Another gentleman. Another assertion of suicidality. Another assessment over the course of an hour, with no evidence of mental health problems (meaning neither psychological problems nor psychiatric illness) but social upsets (rows with two girlfriends, thrown out by one of them, feeling skint yet owed friends cash, hated his poorly paid sporadic monotonous work). He was told the good news by the AMHP that he wasn't that ill, he didn't need hospital in-patient care and was no longer detained. A free man. He became angry, smashing his fists on walls and kicking doors and screaming like a banshee. He wanted to be in hospital, but wanted to be detained, to show his girlfriend what she had done, what she caused. Police don't like patients being angry and violent aronud NHS staff. Thankfully they take it seriously, here. They arrested him and he had a night in the cells.
A recent section 136 assessment was different.
The gentleman was brought in mid week. He had a curious account of overdose and suicidal thoughts and actions which was inconsistent. Police didn't find his presentation was in keeping with having taken the materials he said he'd taken. When he presented it was clear he was pretty well, physically, when if he'd taken all he said he had, he'd be flat. Odd. Assessing lethality of overdose and ongoing suicidality perplexed the AMHP who sought more information. The section 136 continued after we saw him, so more information could be gleaned, to inform the assessment (and need for discharge or detention). Blood tests were undertaken and showed he'd not taken what he'd asserted. The next day the AMHP tracked down the clinical team in another county that had been looking after him, prior to his drive to my corner and subsequent overdose here. They gave details of two other counties he'd had contact in. More information was gleaned from them. It was on day 3 that he was discharged from his section 136. Only then did the AMHP feel she had sufficient information of psychosocial history, support available, past behaviour, risk, how he'd managed problems historically (with what escalated risks and what reduced risks) and what sensible discharge planning could helpfully and realistically effect support and change.
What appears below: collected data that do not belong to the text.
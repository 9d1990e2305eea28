//! Flow graph: nodes, streams, parameters and the filter registry.
//!
//! # Architecture
//!
//! - [`FilterGraph`] owns every node and enforces acyclic wiring.
//! - [`AnyNode`] is either an [`InstrumentChannel`](crate::instrument::InstrumentChannel)
//!   (a leaf fed by acquisition) or a boxed [`Filter`].
//! - Each node owns its [`Stream`]s; each stream owns its current waveform.
//! - [`FilterRegistry`] creates filters by class name.
//!
//! Evaluation order and refresh live in [`crate::scheduler`].

mod filter;
mod flowgraph;
mod id;
mod node;
mod parameter;
mod registry;
mod stream;

pub(crate) use filter::filter_core;
pub use filter::{
    is_analog_waveform, is_digital_waveform, is_frequency_domain, is_scalar, Filter, InputLocation,
    RefreshContext,
};
pub use flowgraph::FilterGraph;
pub use id::{NodeId, StreamRef};
pub use node::{AnyNode, InputSlot, NodeCore};
pub(crate) use node::RefreshStamp;
pub use parameter::{FileFilter, FilterParameter, ParameterChange, ParameterMap, ParameterValue};
pub use registry::{FilterFactory, FilterRegistry};
pub use stream::{Stream, StreamFlags, StreamType};
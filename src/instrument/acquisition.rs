//! Acquisition state machine and worker thread.
//!
//! ```text
//!  Stopped --arm--> Armed --poll: Triggered--> TriggeredDataNotReady
//!     ^               ^                                |
//!     |               |                      acquire_data (queue below
//!     |               |                      high-water mark)
//!     |               +--- continuous ----- DataReady <-+
//!     +----------------- single shot ----------+
//! ```
//!
//! `stop` returns to `Stopped` from any state and clears the pending queue.
//! A transport error also stops the machine and is kept in `status`.
//!
//! While the queue is at its high-water mark the worker thread blocks until a
//! consumer takes a set or the poll interval elapses.

use super::transport::lock;
use super::{Instrument, TriggerMode, WaveformSet};
use crate::config::AcquisitionConfig;
use crate::error::Result;
use std::collections::VecDeque;
use std::sync::atomic::{AtomicBool, AtomicU64, Ordering};
use std::sync::{Arc, Condvar, Mutex};
use std::thread::JoinHandle;
use std::time::{Duration, Instant};

/// How often `wait_for_trigger` looks at the pending queue
const WAIT_POLL_INTERVAL: Duration = Duration::from_millis(10);

#[derive(Debug, Clone, Copy, PartialEq, Eq)]
pub enum AcquisitionState {
    Stopped,
    Armed,
    TriggeredDataNotReady,
    DataReady,
}

#[derive(Debug)]
struct Machine {
    state: AcquisitionState,
    single_shot: bool,
}

/// Drives one instrument through arm / trigger / acquire and buffers the results
pub struct AcquisitionController {
    instrument: Arc<dyn Instrument>,
    machine: Mutex<Machine>,
    pending: Mutex<VecDeque<WaveformSet>>,
    pending_cond: Condvar,
    high_water: usize,
    auto_rearm: bool,
    status: Mutex<Option<String>>,
    acquired: Mutex<u64>,
    stalled_polls: AtomicU64,
}

impl AcquisitionController {
    pub fn new(instrument: Arc<dyn Instrument>, high_water: usize) -> Self {
        Self {
            instrument,
            machine: Mutex::new(Machine {
                state: AcquisitionState::Stopped,
                single_shot: false,
            }),
            pending: Mutex::new(VecDeque::new()),
            pending_cond: Condvar::new(),
            high_water: high_water.max(1),
            auto_rearm: true,
            status: Mutex::new(None),
            acquired: Mutex::new(0),
            stalled_polls: AtomicU64::new(0),
        }
    }

    pub fn from_config(instrument: Arc<dyn Instrument>, config: &AcquisitionConfig) -> Self {
        let mut controller = Self::new(instrument, config.pending_high_water);
        controller.auto_rearm = config.auto_rearm;
        controller
    }

    pub fn instrument(&self) -> &Arc<dyn Instrument> {
        &self.instrument
    }

    pub fn state(&self) -> AcquisitionState {
        lock(&self.machine).state
    }

    /// Last transport error, cleared when the machine is re-armed
    pub fn status(&self) -> Option<String> {
        lock(&self.status).clone()
    }

    pub fn high_water(&self) -> usize {
        self.high_water
    }

    /// Total waveform sets pushed into the queue
    pub fn acquired_count(&self) -> u64 {
        *lock(&self.acquired)
    }

    /// Polls that found the pending queue full
    pub fn stalled_polls(&self) -> u64 {
        self.stalled_polls.load(Ordering::Relaxed)
    }

    fn set_state(&self, machine: &mut Machine, state: AcquisitionState) {
        if machine.state != state {
            tracing::debug!(
                "{}: {:?} -> {:?}",
                self.instrument.name(),
                machine.state,
                state
            );
            machine.state = state;
        }
    }

    fn fail(&self, machine: &mut Machine, error: &crate::error::ScopeError) {
        tracing::warn!("{}: acquisition stopped: {}", self.instrument.name(), error);
        *lock(&self.status) = Some(error.to_string());
        self.set_state(machine, AcquisitionState::Stopped);
    }

    /// Arm for continuous acquisition
    pub fn start(&self) -> Result<()> {
        self.arm(false)
    }

    /// Arm for one trigger, then stop
    pub fn start_single_trigger(&self) -> Result<()> {
        self.arm(true)
    }

    pub fn arm(&self, single_shot: bool) -> Result<()> {
        let mut machine = lock(&self.machine);
        let result = if single_shot {
            self.instrument.start_single_trigger()
        } else {
            self.instrument.start()
        };
        if let Err(e) = result {
            self.fail(&mut machine, &e);
            return Err(e);
        }
        *lock(&self.status) = None;
        machine.single_shot = single_shot;
        self.set_state(&mut machine, AcquisitionState::Armed);
        tracing::info!(
            "{}: armed ({})",
            self.instrument.name(),
            if single_shot { "single" } else { "continuous" }
        );
        Ok(())
    }

    /// Stop the instrument and drop every pending set
    pub fn stop(&self) -> Result<()> {
        let mut machine = lock(&self.machine);
        self.set_state(&mut machine, AcquisitionState::Stopped);
        lock(&self.pending).clear();
        self.pending_cond.notify_all();
        tracing::info!("{}: stopped", self.instrument.name());
        self.instrument.stop()
    }

    /// Trigger now. A stopped machine is armed for a single shot first.
    pub fn force_trigger(&self) -> Result<()> {
        let mut machine = lock(&self.machine);
        if machine.state == AcquisitionState::Stopped {
            machine.single_shot = true;
            self.set_state(&mut machine, AcquisitionState::Armed);
        }
        if let Err(e) = self.instrument.force_trigger() {
            self.fail(&mut machine, &e);
            return Err(e);
        }
        Ok(())
    }

    /// Advance the state machine by one step and return the new state
    pub fn poll(&self) -> Result<AcquisitionState> {
        let mut machine = lock(&self.machine);
        match machine.state {
            AcquisitionState::Stopped => {}
            AcquisitionState::Armed => match self.instrument.poll_trigger() {
                Ok(TriggerMode::Triggered) => {
                    self.set_state(&mut machine, AcquisitionState::TriggeredDataNotReady)
                }
                Ok(TriggerMode::Stop) => {
                    // Single-shot instruments report Stop once their capture is downloaded
                    if !self.instrument.is_trigger_armed() {
                        self.set_state(&mut machine, AcquisitionState::Stopped);
                    }
                }
                Ok(_) => {}
                Err(e) => {
                    self.fail(&mut machine, &e);
                    return Err(e);
                }
            },
            AcquisitionState::TriggeredDataNotReady => {
                if self.is_stalled() {
                    self.stalled_polls.fetch_add(1, Ordering::Relaxed);
                    tracing::trace!("{}: pending queue full, stalling", self.instrument.name());
                    return Ok(machine.state);
                }
                match self.instrument.acquire_data() {
                    Ok(set) => {
                        self.push_pending(set);
                        self.set_state(&mut machine, AcquisitionState::DataReady);
                    }
                    Err(e) => {
                        self.fail(&mut machine, &e);
                        return Err(e);
                    }
                }
            }
            AcquisitionState::DataReady => {
                let next = if machine.single_shot || !self.auto_rearm {
                    AcquisitionState::Stopped
                } else {
                    AcquisitionState::Armed
                };
                self.set_state(&mut machine, next);
            }
        }
        Ok(machine.state)
    }

    fn push_pending(&self, set: WaveformSet) {
        lock(&self.pending).push_back(set);
        *lock(&self.acquired) += 1;
        self.pending_cond.notify_all();
    }

    pub fn pending_len(&self) -> usize {
        lock(&self.pending).len()
    }

    /// Whether the pending queue is at its high-water mark
    pub fn is_stalled(&self) -> bool {
        self.pending_len() >= self.high_water
    }

    /// Take the oldest captured set, if any
    pub fn pop_pending_waveform(&self) -> Option<WaveformSet> {
        let set = lock(&self.pending).pop_front();
        if set.is_some() {
            self.pending_cond.notify_all();
        }
        set
    }

    /// Block until the pending queue drops below the high-water mark or
    /// `timeout` elapses. Returns `true` if there is room.
    pub fn wait_for_room(&self, timeout: Duration) -> bool {
        let deadline = Instant::now() + timeout;
        let mut pending = lock(&self.pending);
        loop {
            if pending.len() < self.high_water {
                return true;
            }
            let now = Instant::now();
            if now >= deadline {
                return false;
            }
            pending = match self.pending_cond.wait_timeout(pending, deadline - now) {
                Ok((guard, _)) => guard,
                Err(poisoned) => poisoned.into_inner().0,
            };
        }
    }

    /// Poll the pending queue until a set arrives or `timeout` elapses
    pub fn wait_for_trigger(&self, timeout: Duration) -> bool {
        let deadline = Instant::now() + timeout;
        let mut pending = lock(&self.pending);
        loop {
            if !pending.is_empty() {
                return true;
            }
            let now = Instant::now();
            if now >= deadline {
                return false;
            }
            let wait = WAIT_POLL_INTERVAL.min(deadline - now);
            pending = match self.pending_cond.wait_timeout(pending, wait) {
                Ok((guard, _)) => guard,
                Err(poisoned) => poisoned.into_inner().0,
            };
        }
    }
}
Months on, he's back in his own locality but I heard that he's coping well and is much, much improved. The assessment and care planning and initial local support was of merit, did effect change and this has been sustained back in his own corner.
Maybe then sometimes, just sometimes, detaining someone for 3 days is in their best interests after all.
I still favour getting it all done and dusted in an hour, though . . .
Ah the postcode lottery...here the police hate using 136 because it means at least two of them will end up sat in the sideroom of A&E with the patient for the forseeable future, 12 hours plus is not unheard of.
What's your view regarding the public place provision? It's not unusual for us (ambulance) to go to someone who in a public place would be detained under section 136 yet as they are in a private place cannot be removed. I understand the reasons for not wanting police to be able to come and "kidnap" anyone, but with the OOH provision so poor it leaves us between a rock and a hard place.
This is an area of psychiatry that I find fascinating and a bit scary at the same time. I can't think of anything in another specialty that even comes close - recalling patients for more tests or keeping them in for longer because you think they are declining physically is just not the same!
How was it the first time you were the one responsible for deciding whether or not the patient was suicidal, or did you have good support and advice from those with more experience?
I'm really looking forward to doing psych again, but acute assessment is one area that would be quite challenging the first time you do it.